We thank Benjamin Bejar Haro from Laboratory for Simulation and Modelling, Paul Scherrer Institute, for the insightful discussion on the k-shot model.

We thank Yao Mengyu for his participation in the ARPES measurement.

We thank Yihao Wang and Yimin Xiong for providing us with the sample.

We thank Felix Baumberger for providing access to the micro-focused laser ARPES setup.

We thank Matthew Watson from i05 Diamond Light Source for the valuable discussion in spatially resolved ARPES.

We thank Vincent Tatan for the early discussion on the ConvNet technique.

S A E and G A acknowledge the support from the European Research Council HERO Synergy Grant SYG-18 810451, NCCR-MARVEL funded by the Swiss National Science Foundation, the European Union's Horizon 2020 research and innovation program under the Marie Skłodowska-Curie Grant Agreement No. 701647.

The data that support the findings of this study are available upon reasonable request from the authors.

The study does not include human subjects, human data or tissue, or animals.

The authors declare no competing interests.

Accuracy (ACC)

$$\begin{equation*}{\text{ACC}} = \frac{{{\text{TP}} + {\text{TN}}}}{{{\text{P}} + {\text{N}}}}.\end{equation*}$$

F1

$$\begin{equation*}{\text{F}}1 = \frac{{2{\text{TP}}}}{{2{\text{TP}} + {\text{FP}} + {\text{FN}}}} = \frac{{2 \times {\text{PRE}}\, \times {\text{REC}}}}{{{\text{PRE}} + {\text{REC}}}}.\end{equation*}$$

Recall (REC) or true positive rate (TPR) or sensitivity (SEN)

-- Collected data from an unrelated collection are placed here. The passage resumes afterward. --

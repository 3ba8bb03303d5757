//! Conversation identity.

use serde::{Deserialize, Serialize};
use std::fmt;

/// Identifies one independent dialogue thread: a participant talking in a
/// specific stream topic.
///
/// Topics are matched case-insensitively by the chat platform, so the topic is
/// lowercased on construction.
#[derive(Debug, Clone, PartialEq, Eq, Hash, Serialize, Deserialize)]
pub struct ConversationKey {
    stream_id: u64,
    topic: String,
    sender_id: u64,
}

impl ConversationKey {
    /// Creates a key from the identity fields of an inbound message.
    pub fn new(stream_id: u64, topic: impl AsRef<str>, sender_id: u64) -> Self {
        Self {
            stream_id,
            topic: topic.as_ref().trim().to_lowercase(),
            sender_id,
        }
    }

    pub fn stream_id(&self) -> u64 {
        self.stream_id
    }

    pub fn topic(&self) -> &str {
        &self.topic
    }

    pub fn sender_id(&self) -> u64 {
        self.sender_id
    }
}

impl fmt::Display for ConversationKey {
    fn fmt(&self, f: &mut fmt::Formatter<'_>) -> fmt::Result {
        write!(f, "{}/{}/{}", self.stream_id, self.topic, self.sender_id)
    }
}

$$\begin{equation*}{\text{REC}} = \frac{{{\text{TP}}}}{{\text{P}}} = \frac{{{\text{TP}}}}{{{\text{TP}} + {\text{FN}}}}.\end{equation*}$$

Precision (PRE) or positive predictive value (PPV)

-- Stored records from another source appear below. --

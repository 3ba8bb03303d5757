//! Catalog loading and resolution errors.

use thiserror::Error;

use crate::domain::foundation::ValidationError;

/// Errors raised while building a catalog. Fatal at startup.
#[derive(Debug, Clone, PartialEq, Eq, Error)]
pub enum CatalogError {
    #[error("Project catalog is empty")]
    Empty,

    #[error("Duplicate project id in catalog: {0}")]
    DuplicateId(String),

    #[error("Duplicate project key in catalog: {0}")]
    DuplicateKey(String),

    #[error("Invalid catalog entry #{index}: {source}")]
    InvalidEntry {
        index: usize,
        #[source]
        source: ValidationError,
    },

    #[error("Failed to read catalog file {path}: {message}")]
    Io { path: String, message: String },

    #[error("Failed to parse catalog: {0}")]
    Parse(String),
}

/// A project reference that does not match any catalog entry.
#[derive(Debug, Clone, PartialEq, Eq, Error)]
pub enum ResolutionError {
    #[error("No project was suggested")]
    NoHint,

    #[error("No project matches '{0}'")]
    NotFound(String),
}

$$\begin{equation*}{\text{PRE}} = \frac{{{\text{TP}}}}{{{\text{PP}}}} = \frac{{{\text{TP}}}}{{{\text{TP}} + {\text{FP}}}}.\end{equation*}$$

From the definition above, imbalanced data may create stark differences between REC and PRE as in our Fe<sub="">3</sub>Sn<sub="">2</sub> example, where this value is reflected in F1. In this case, F1 is a good indicator for the goodness of the model as it 'averages' REC and PRE.